§ **Exercise**
Counting only lines that contain "POST", how many are there in the records below? Give the figure alone.

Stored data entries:
-- -- --

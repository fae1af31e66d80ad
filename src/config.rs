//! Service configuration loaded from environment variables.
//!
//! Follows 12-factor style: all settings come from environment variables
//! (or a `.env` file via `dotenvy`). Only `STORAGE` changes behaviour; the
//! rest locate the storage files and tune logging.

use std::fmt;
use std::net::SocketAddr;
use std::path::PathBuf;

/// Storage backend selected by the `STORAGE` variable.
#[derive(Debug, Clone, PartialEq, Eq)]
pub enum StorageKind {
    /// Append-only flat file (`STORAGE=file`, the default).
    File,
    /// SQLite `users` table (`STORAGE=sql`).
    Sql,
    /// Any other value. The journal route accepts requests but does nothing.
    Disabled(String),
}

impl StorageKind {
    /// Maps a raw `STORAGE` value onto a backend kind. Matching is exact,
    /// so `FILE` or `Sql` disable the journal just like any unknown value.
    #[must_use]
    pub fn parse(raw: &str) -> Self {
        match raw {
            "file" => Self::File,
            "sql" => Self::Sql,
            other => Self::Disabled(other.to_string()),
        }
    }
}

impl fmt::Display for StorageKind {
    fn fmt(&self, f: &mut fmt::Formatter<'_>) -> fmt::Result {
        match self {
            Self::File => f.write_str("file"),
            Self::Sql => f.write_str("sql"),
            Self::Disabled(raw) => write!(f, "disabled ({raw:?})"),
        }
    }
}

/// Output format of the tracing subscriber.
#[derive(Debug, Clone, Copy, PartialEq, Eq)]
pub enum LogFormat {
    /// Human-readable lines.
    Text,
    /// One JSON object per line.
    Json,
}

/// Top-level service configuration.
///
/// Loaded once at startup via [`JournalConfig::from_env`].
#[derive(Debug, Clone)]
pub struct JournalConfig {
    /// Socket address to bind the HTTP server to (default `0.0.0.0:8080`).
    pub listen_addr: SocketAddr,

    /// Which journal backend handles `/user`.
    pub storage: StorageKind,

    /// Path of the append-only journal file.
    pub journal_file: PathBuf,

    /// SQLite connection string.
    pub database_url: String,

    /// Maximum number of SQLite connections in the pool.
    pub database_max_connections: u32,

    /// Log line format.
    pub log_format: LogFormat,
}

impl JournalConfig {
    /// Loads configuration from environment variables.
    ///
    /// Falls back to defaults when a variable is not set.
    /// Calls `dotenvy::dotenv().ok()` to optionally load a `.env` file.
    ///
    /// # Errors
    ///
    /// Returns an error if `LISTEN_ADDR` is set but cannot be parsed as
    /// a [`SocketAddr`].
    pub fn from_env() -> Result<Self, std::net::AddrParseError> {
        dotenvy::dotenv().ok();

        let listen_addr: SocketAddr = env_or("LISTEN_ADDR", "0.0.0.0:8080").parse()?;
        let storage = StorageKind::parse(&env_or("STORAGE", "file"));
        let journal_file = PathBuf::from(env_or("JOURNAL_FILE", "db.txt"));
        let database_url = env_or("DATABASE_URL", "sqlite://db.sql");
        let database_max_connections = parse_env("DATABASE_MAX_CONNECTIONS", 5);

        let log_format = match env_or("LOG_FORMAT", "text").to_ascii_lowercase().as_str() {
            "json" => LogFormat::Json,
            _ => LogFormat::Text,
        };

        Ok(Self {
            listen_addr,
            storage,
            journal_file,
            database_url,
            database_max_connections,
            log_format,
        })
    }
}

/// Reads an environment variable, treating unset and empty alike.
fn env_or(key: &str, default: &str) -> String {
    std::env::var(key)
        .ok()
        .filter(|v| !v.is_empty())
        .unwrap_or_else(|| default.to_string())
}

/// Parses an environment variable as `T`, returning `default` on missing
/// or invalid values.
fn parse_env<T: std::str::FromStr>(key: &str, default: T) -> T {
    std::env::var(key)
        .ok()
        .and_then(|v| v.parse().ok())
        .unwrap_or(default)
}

-- -- --

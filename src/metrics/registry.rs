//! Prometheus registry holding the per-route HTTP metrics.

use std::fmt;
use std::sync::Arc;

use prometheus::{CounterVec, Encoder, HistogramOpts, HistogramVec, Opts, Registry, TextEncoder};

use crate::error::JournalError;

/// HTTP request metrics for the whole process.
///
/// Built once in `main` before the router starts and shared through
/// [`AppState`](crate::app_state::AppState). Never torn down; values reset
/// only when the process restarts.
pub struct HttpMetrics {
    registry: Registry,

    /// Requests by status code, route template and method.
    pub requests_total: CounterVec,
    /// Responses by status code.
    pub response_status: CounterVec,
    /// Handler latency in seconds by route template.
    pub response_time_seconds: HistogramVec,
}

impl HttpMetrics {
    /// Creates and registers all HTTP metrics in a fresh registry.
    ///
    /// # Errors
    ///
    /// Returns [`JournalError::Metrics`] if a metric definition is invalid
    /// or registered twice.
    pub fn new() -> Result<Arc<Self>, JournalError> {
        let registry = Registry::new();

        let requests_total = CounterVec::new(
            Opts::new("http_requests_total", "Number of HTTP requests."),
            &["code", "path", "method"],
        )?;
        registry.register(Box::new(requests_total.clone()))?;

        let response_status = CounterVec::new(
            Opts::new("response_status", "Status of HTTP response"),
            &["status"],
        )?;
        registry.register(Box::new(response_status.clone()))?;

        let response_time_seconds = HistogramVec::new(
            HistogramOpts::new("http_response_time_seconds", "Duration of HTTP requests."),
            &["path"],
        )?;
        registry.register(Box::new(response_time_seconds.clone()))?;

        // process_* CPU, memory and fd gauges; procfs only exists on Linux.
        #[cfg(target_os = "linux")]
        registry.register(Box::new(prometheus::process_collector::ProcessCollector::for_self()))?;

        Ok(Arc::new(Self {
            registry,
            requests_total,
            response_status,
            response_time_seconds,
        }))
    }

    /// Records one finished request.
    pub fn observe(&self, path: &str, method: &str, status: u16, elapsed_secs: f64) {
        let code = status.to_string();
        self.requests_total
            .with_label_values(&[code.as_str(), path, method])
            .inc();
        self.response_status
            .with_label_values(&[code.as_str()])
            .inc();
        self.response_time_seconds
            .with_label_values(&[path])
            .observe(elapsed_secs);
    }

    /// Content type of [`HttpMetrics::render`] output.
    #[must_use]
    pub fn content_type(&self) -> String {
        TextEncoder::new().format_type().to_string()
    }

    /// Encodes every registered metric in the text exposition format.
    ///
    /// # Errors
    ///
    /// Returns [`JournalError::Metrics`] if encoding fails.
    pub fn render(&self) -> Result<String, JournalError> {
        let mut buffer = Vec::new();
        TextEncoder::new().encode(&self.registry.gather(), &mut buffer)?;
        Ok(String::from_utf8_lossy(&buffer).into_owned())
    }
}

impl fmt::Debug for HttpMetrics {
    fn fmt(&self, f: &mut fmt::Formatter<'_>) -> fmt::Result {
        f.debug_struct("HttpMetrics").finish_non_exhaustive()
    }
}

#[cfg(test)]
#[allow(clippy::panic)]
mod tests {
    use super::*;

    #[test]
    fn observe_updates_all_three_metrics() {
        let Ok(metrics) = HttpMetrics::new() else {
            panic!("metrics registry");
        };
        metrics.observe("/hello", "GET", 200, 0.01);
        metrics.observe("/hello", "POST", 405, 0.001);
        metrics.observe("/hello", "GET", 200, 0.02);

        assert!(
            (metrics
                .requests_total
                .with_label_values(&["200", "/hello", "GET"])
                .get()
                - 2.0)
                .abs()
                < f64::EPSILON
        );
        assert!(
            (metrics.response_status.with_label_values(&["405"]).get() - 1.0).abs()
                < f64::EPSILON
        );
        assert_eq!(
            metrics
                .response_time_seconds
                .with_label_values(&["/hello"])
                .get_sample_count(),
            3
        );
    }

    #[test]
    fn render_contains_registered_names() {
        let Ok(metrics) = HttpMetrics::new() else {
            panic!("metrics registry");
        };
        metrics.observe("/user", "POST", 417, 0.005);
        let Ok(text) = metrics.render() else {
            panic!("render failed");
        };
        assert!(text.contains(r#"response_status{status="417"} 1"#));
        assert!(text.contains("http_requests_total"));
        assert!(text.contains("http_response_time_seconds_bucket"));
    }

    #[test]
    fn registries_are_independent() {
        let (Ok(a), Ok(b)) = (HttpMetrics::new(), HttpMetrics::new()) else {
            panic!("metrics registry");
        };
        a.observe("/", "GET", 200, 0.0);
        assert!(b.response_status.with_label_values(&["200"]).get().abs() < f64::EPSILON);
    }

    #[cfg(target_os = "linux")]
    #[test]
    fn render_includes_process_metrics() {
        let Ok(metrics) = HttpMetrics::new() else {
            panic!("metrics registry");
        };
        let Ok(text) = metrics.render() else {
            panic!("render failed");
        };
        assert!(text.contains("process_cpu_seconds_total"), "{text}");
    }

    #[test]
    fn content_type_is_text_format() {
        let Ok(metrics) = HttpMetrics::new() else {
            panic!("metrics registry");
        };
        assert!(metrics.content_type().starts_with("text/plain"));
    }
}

-- -- --

§ **Solution for this exercise**
2